Carney first offered forward-looking policy guidance when he was chief of the Bank of Canada in April 2009, around the same time Bernanke and the Fed also began its forward guidance.

Carney pre-committed to holding benchmark interest rates at 0.25 percent for a year, unless inflation accelerated.

"Carney has been interested in forward guidance for some considerable time. He's not suddenly jumping on the bandwagon," said Howard Archer, a U.K. economist at IHS Global Insight.

However, Carney's more recent U.K. guidance did not please everyone, despite the bounce in London stock markets. Andrew Sentance, a former member of the Bank of England's monetary policy committee, told CNBC he was unconvinced of the merits of forward guidance.

"[If] the economy changes, you may have to contradict or undo what you have previously indicated," Sentance said. He added that the rapid rate at which rates were hiked in Canada, after Carney's year of 0.25 percent rates, highlighted the difficulties of forward guidance.

But some BoE watchers were more struck by Carney's ability to get a unanimous decision at his first monetary policy meeting, just three days into his tenure.

(Read More: Bank of England unites against QE under Carney)
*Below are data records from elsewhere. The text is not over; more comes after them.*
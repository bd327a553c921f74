//! Gemini-specific error types and entitlement classification.

/// Message the Gemini API returns when the selected key cannot see a model.
pub const ENTITY_NOT_FOUND: &str = "Requested entity was not found";

/// Gemini-specific error conditions.
#[derive(Debug, Clone, PartialEq, Eq, Hash)]
pub enum GeminiErrorKind {
    /// No API key is currently selected
    MissingApiKey,
    /// Failed to create the HTTP client
    ClientCreation(String),
    /// Request failed before a complete response arrived
    ApiRequest(String),
    /// HTTP error with status code and message
    HttpError {
        /// HTTP status code
        status_code: u16,
        /// Error message
        message: String,
    },
    /// Base64 decoding failed
    Base64Decode(String),
    /// Long-running operation finished with an error
    OperationFailed(String),
}

impl std::fmt::Display for GeminiErrorKind {
    fn fmt(&self, f: &mut std::fmt::Formatter<'_>) -> std::fmt::Result {
        match self {
            GeminiErrorKind::MissingApiKey => {
                write!(f, "No Gemini API key selected (set GEMINI_API_KEY)")
            }
            GeminiErrorKind::ClientCreation(msg) => {
                write!(f, "Failed to create Gemini client: {}", msg)
            }
            GeminiErrorKind::ApiRequest(msg) => write!(f, "Gemini API request failed: {}", msg),
            GeminiErrorKind::HttpError {
                status_code,
                message,
            } => write!(f, "HTTP {} error: {}", status_code, message),
            GeminiErrorKind::Base64Decode(msg) => write!(f, "Base64 decode error: {}", msg),
            GeminiErrorKind::OperationFailed(msg) => {
                write!(f, "Gemini operation failed: {}", msg)
            }
        }
    }
}

impl GeminiErrorKind {
    /// Check if this error means the selected credential is unusable.
    ///
    /// Covers a missing key, authentication/permission statuses, and the
    /// "not found" response the API gives when a key lacks access to a model.
    pub fn is_entitlement(&self) -> bool {
        match self {
            GeminiErrorKind::MissingApiKey => true,
            GeminiErrorKind::HttpError {
                status_code,
                message,
            } => matches!(*status_code, 401 | 403 | 404) || message.contains(ENTITY_NOT_FOUND),
            GeminiErrorKind::ApiRequest(msg) | GeminiErrorKind::OperationFailed(msg) => {
                msg.contains(ENTITY_NOT_FOUND)
            }
            _ => false,
        }
    }
}

/// Gemini error with source location tracking.
///
/// # Examples
///
/// ```
/// use atelier_error::{GeminiError, GeminiErrorKind};
///
/// let err = GeminiError::new(GeminiErrorKind::MissingApiKey);
/// assert!(format!("{}", err).contains("GEMINI_API_KEY"));
/// assert!(err.kind.is_entitlement());
/// ```
#[derive(Debug, Clone)]
pub struct GeminiError {
    /// The kind of error that occurred
    pub kind: GeminiErrorKind,
    /// Line number where error was created
    pub line: u32,
    /// File where error was created
    pub file: &'static str,
}

impl GeminiError {
    /// Create a new GeminiError with automatic location tracking.
    #[track_caller]
    pub fn new(kind: GeminiErrorKind) -> Self {
        let location = std::panic::Location::caller();
        Self {
            kind,
            line: location.line(),
            file: location.file(),
        }
    }
}

impl std::fmt::Display for GeminiError {
    fn fmt(&self, f: &mut std::fmt::Formatter<'_>) -> std::fmt::Result {
        write!(
            f,
            "Gemini Error: {} at line {} in {}",
            self.kind, self.line, self.file
        )
    }
}

impl std::error::Error for GeminiError {}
All nine members of the BoE's monetary policy committee voted against further asset purchases at the July meeting, in stark contrast to the 6-3 split that occurred several times under former Governor Mervyn King. King himself was an advocate of upping the BoE's £375 billion ($571.6 billion) quantitative easing program.

The unanimous vote cannot be attributed purely to Carney's consensus-forming skills however. The vote against further bond purchases came on the back of a string of positive economic data releases and business surveys which suggested the economy was recovering quicker than expected.

(Read More: UK jobless claimant count falls more than expected)

"It was easy for him to get a consensus vote," Archer said, adding that an important policy meeting due in August meant that committee members would have felt little need for an immediate increase to asset purchases. "The proof of the pudding is whether he'll be able to do it going forward," Archer added.

While the BoE was granted leave to use new unorthodox tools in March – in particular, the ability to lend directly to SMEs (small- and medium-size enterprises) – Carney still lacks Bernanke's remit to link interest rates with economic growth. U.K. Chancellor of the Exchequer George Osborne has stressed that stable inflation of 2 percent should remain the BoE's sole target, stressing the "primacy of price stability and the inflation target".

However, financial markets have speculated that Carney might be allowed to adopt a Fed-style dual growth and inflation mandate, narrowing the gap between himself and Bernanke. Carney is due to present the BoE's updated inflation report on August 7, in which he is expected to provide more insight into the Bank's new monetary policy framework. Archer forecast that a new unemployment or nominal GDP target could lie within it.